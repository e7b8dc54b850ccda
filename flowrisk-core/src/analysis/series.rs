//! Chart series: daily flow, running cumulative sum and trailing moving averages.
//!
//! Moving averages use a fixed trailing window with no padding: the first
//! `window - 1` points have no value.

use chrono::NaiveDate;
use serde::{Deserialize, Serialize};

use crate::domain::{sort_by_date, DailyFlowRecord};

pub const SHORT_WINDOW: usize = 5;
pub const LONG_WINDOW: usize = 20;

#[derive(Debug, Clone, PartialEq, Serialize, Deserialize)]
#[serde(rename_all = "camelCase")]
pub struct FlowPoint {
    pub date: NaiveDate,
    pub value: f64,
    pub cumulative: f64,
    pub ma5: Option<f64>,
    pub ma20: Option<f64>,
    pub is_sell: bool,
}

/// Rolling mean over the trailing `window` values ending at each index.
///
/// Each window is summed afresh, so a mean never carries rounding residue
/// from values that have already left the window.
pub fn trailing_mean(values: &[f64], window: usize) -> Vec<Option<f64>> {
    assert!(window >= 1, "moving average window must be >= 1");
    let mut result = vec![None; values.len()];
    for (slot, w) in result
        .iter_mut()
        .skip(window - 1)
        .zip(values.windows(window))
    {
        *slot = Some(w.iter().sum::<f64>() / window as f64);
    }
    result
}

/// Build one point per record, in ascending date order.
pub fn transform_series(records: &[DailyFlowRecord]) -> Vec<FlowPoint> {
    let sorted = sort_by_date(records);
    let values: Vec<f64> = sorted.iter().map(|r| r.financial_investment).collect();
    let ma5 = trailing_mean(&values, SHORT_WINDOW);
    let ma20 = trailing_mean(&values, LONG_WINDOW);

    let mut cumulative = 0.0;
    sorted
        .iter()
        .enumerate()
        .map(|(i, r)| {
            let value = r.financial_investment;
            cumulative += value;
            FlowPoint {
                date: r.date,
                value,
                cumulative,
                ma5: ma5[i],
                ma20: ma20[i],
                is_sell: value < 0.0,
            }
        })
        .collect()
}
______________________________
A verbatim output of all the data above is needed.

ANSWER SECTION -
repository e7b8dc54b850ccda
filename flowrisk-core/src/analysis/series.rs
//! Chart series: daily flow, running cumulative sum and trailing moving averages.
//!
//! Moving averages use a fixed trailing window with no padding: the first
//! `window - 1` points have no value.

use chrono::NaiveDate;
use serde::{Deserialize, Serialize};

use crate::domain::{sort_by_date, DailyFlowRecord};

pub const SHORT_WINDOW: usize = 5;
pub const LONG_WINDOW: usize = 20;

#[derive(Debug, Clone, PartialEq, Serialize, Deserialize)]
#[serde(rename_all = "camelCase")]
pub struct FlowPoint {
    pub date: NaiveDate,
    pub value: f64,
    pub cumulative: f64,
    pub ma5: Option<f64>,
    pub ma20: Option<f64>,
    pub is_sell: bool,
}

/// Rolling mean over the trailing `window` values ending at each index.
///
/// Each window is summed afresh, so a mean never carries rounding residue
/// from values that have already left the window.
pub fn trailing_mean(values: &[f64], window: usize) -> Vec<Option<f64>> {
    assert!(window >= 1, "moving average window must be >= 1");
    let mut result = vec![None; values.len()];
    for (slot, w) in result
        .iter_mut()
        .skip(window - 1)
        .zip(values.windows(window))
    {
        *slot = Some(w.iter().sum::<f64>() / window as f64);
    }
    result
}

/// Build one point per record, in ascending date order.
pub fn transform_series(records: &[DailyFlowRecord]) -> Vec<FlowPoint> {
    let sorted = sort_by_date(records);
    let values: Vec<f64> = sorted.iter().map(|r| r.financial_investment).collect();
    let ma5 = trailing_mean(&values, SHORT_WINDOW);
    let ma20 = trailing_mean(&values, LONG_WINDOW);

    let mut cumulative = 0.0;
    sorted
        .iter()
        .enumerate()
        .map(|(i, r)| {
            let value = r.financial_investment;
            cumulative += value;
            FlowPoint {
                date: r.date,
                value,
                cumulative,
                ma5: ma5[i],
                ma20: ma20[i],
                is_sell: value < 0.0,
            }
        })
        .collect()
}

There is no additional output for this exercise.